### What needs to be done
Restate all entries exactly.

### Source material
______________________________

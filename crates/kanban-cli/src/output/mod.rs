use kanban_core::document::RECORD_FIELDS;
use kanban_core::responses::BoardResponse;
use serde::Serialize;
use serde_json::Value;

use crate::cli::OutputFormat;
use crate::ui;

pub mod table;

use table::{Cell, TableOptions};

/// Render a serializable response to a string in the requested format.
pub fn render<T: Serialize>(value: &T, format: OutputFormat) -> anyhow::Result<String> {
    match format {
        OutputFormat::Json => Ok(serde_json::to_string_pretty(value)?),
        OutputFormat::Table => render_table(value, table_options()),
        OutputFormat::Raw => Ok(serde_json::to_string(value)?),
    }
}

/// Print a serializable response in the requested format.
pub fn output<T: Serialize>(value: &T, format: OutputFormat) -> anyhow::Result<()> {
    let rendered = render(value, format)?;
    println!("{rendered}");
    Ok(())
}

/// Print the board. Table mode lays the columns out side by side.
pub fn output_board(board: &BoardResponse, format: OutputFormat) -> anyhow::Result<()> {
    let rendered = match format {
        OutputFormat::Table => render_board(board, table_options()),
        other => render(board, other)?,
    };
    println!("{rendered}");
    Ok(())
}

fn table_options() -> TableOptions {
    let prefs = ui::prefs();
    TableOptions {
        max_width: prefs.term_width,
        color: prefs.table_color,
    }
}

fn render_board(board: &BoardResponse, options: TableOptions) -> String {
    let headers = board
        .columns
        .iter()
        .map(|column| column.status.as_str())
        .collect::<Vec<_>>();

    let rows = (0..board.depth())
        .map(|depth| {
            board
                .columns
                .iter()
                .map(|column| {
                    column
                        .records
                        .get(depth)
                        .map(|record| Cell::card(&record.key, record.kind))
                        .unwrap_or_default()
                })
                .collect::<Vec<_>>()
        })
        .collect::<Vec<_>>();

    table::render_cells(&headers, &rows, options)
}

fn render_table<T: Serialize>(value: &T, options: TableOptions) -> anyhow::Result<String> {
    let value = serde_json::to_value(value)?;
    match value {
        Value::Array(items) => Ok(render_array_table(&items, options)),
        Value::Object(map) => {
            let headers = ["field", "value"];
            let rows = map
                .into_iter()
                .map(|(key, value)| vec![key, value_to_cell(&value)])
                .collect::<Vec<_>>();
            Ok(table::render_entity_table(&headers, &rows, options))
        }
        scalar => {
            let headers = ["value"];
            let rows = vec![vec![value_to_cell(&scalar)]];
            Ok(table::render_entity_table(&headers, &rows, options))
        }
    }
}

fn render_array_table(items: &[Value], options: TableOptions) -> String {
    if items.is_empty() {
        return String::from("(no rows)");
    }

    let all_objects = items.iter().all(Value::is_object);
    if !all_objects {
        let headers = ["value"];
        let rows = items
            .iter()
            .map(|item| vec![value_to_cell(item)])
            .collect::<Vec<_>>();
        return table::render_entity_table(&headers, &rows, options);
    }

    let mut headers = Vec::<String>::new();
    for map in items.iter().filter_map(Value::as_object) {
        for key in map.keys() {
            if !headers.contains(key) {
                headers.push(key.clone());
            }
        }
    }
    // Record fields in document order, anything else after them.
    headers.sort_by_key(|header| {
        RECORD_FIELDS
            .iter()
            .position(|field| *field == header.as_str())
            .unwrap_or(usize::MAX)
    });

    let header_refs = headers.iter().map(String::as_str).collect::<Vec<_>>();
    let rows = items
        .iter()
        .filter_map(Value::as_object)
        .map(|map| {
            headers
                .iter()
                .map(|header| {
                    map.get(header)
                        .map_or_else(|| String::from("-"), value_to_cell)
                })
                .collect::<Vec<_>>()
        })
        .collect::<Vec<_>>();

    table::render_entity_table(&header_refs, &rows, options)
}

fn value_to_cell(value: &Value) -> String {
    match value {
        Value::Null => String::from("-"),
        Value::Bool(v) => v.to_string(),
        Value::Number(v) => v.to_string(),
        Value::String(v) => v.clone(),
        Value::Array(items) if items.is_empty() => String::from("[]"),
        Value::Array(items) => format!("{} entries", items.len()),
        Value::Object(_) => value.to_string(),
    }
}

______________________________

### Result for this task
filename crates/kanban-cli/src/output/mod.rs
use kanban_core::document::RECORD_FIELDS;
use kanban_core::responses::BoardResponse;
use serde::Serialize;
use serde_json::Value;

use crate::cli::OutputFormat;
use crate::ui;

pub mod table;

use table::{Cell, TableOptions};

/// Render a serializable response to a string in the requested format.
pub fn render<T: Serialize>(value: &T, format: OutputFormat) -> anyhow::Result<String> {
    match format {
        OutputFormat::Json => Ok(serde_json::to_string_pretty(value)?),
        OutputFormat::Table => render_table(value, table_options()),
        OutputFormat::Raw => Ok(serde_json::to_string(value)?),
    }
}

/// Print a serializable response in the requested format.
pub fn output<T: Serialize>(value: &T, format: OutputFormat) -> anyhow::Result<()> {
    let rendered = render(value, format)?;
    println!("{rendered}");
    Ok(())
}

/// Print the board. Table mode lays the columns out side by side.
pub fn output_board(board: &BoardResponse, format: OutputFormat) -> anyhow::Result<()> {
    let rendered = match format {
        OutputFormat::Table => render_board(board, table_options()),
        other => render(board, other)?,
    };
    println!("{rendered}");
    Ok(())
}

fn table_options() -> TableOptions {
    let prefs = ui::prefs();
    TableOptions {
        max_width: prefs.term_width,
        color: prefs.table_color,
    }
}

fn render_board(board: &BoardResponse, options: TableOptions) -> String {
    let headers = board
        .columns
        .iter()
        .map(|column| column.status.as_str())
        .collect::<Vec<_>>();

    let rows = (0..board.depth())
        .map(|depth| {
            board
                .columns
                .iter()
                .map(|column| {
                    column
                        .records
                        .get(depth)
                        .map(|record| Cell::card(&record.key, record.kind))
                        .unwrap_or_default()
                })
                .collect::<Vec<_>>()
        })
        .collect::<Vec<_>>();

    table::render_cells(&headers, &rows, options)
}

fn render_table<T: Serialize>(value: &T, options: TableOptions) -> anyhow::Result<String> {
    let value = serde_json::to_value(value)?;
    match value {
        Value::Array(items) => Ok(render_array_table(&items, options)),
        Value::Object(map) => {
            let headers = ["field", "value"];
            let rows = map
                .into_iter()
                .map(|(key, value)| vec![key, value_to_cell(&value)])
                .collect::<Vec<_>>();
            Ok(table::render_entity_table(&headers, &rows, options))
        }
        scalar => {
            let headers = ["value"];
            let rows = vec![vec![value_to_cell(&scalar)]];
            Ok(table::render_entity_table(&headers, &rows, options))
        }
    }
}

fn render_array_table(items: &[Value], options: TableOptions) -> String {
    if items.is_empty() {
        return String::from("(no rows)");
    }

    let all_objects = items.iter().all(Value::is_object);
    if !all_objects {
        let headers = ["value"];
        let rows = items
            .iter()
            .map(|item| vec![value_to_cell(item)])
            .collect::<Vec<_>>();
        return table::render_entity_table(&headers, &rows, options);
    }

    let mut headers = Vec::<String>::new();
    for map in items.iter().filter_map(Value::as_object) {
        for key in map.keys() {
            if !headers.contains(key) {
                headers.push(key.clone());
            }
        }
    }
    // Record fields in document order, anything else after them.
    headers.sort_by_key(|header| {
        RECORD_FIELDS
            .iter()
            .position(|field| *field == header.as_str())
            .unwrap_or(usize::MAX)
    });

    let header_refs = headers.iter().map(String::as_str).collect::<Vec<_>>();
    let rows = items
        .iter()
        .filter_map(Value::as_object)
        .map(|map| {
            headers
                .iter()
                .map(|header| {
                    map.get(header)
                        .map_or_else(|| String::from("-"), value_to_cell)
                })
                .collect::<Vec<_>>()
        })
        .collect::<Vec<_>>();

    table::render_entity_table(&header_refs, &rows, options)
}

fn value_to_cell(value: &Value) -> String {
    match value {
        Value::Null => String::from("-"),
        Value::Bool(v) => v.to_string(),
        Value::Number(v) => v.to_string(),
        Value::String(v) => v.clone(),
        Value::Array(items) if items.is_empty() => String::from("[]"),
        Value::Array(items) => format!("{} entries", items.len()),
        Value::Object(_) => value.to_string(),
    }
}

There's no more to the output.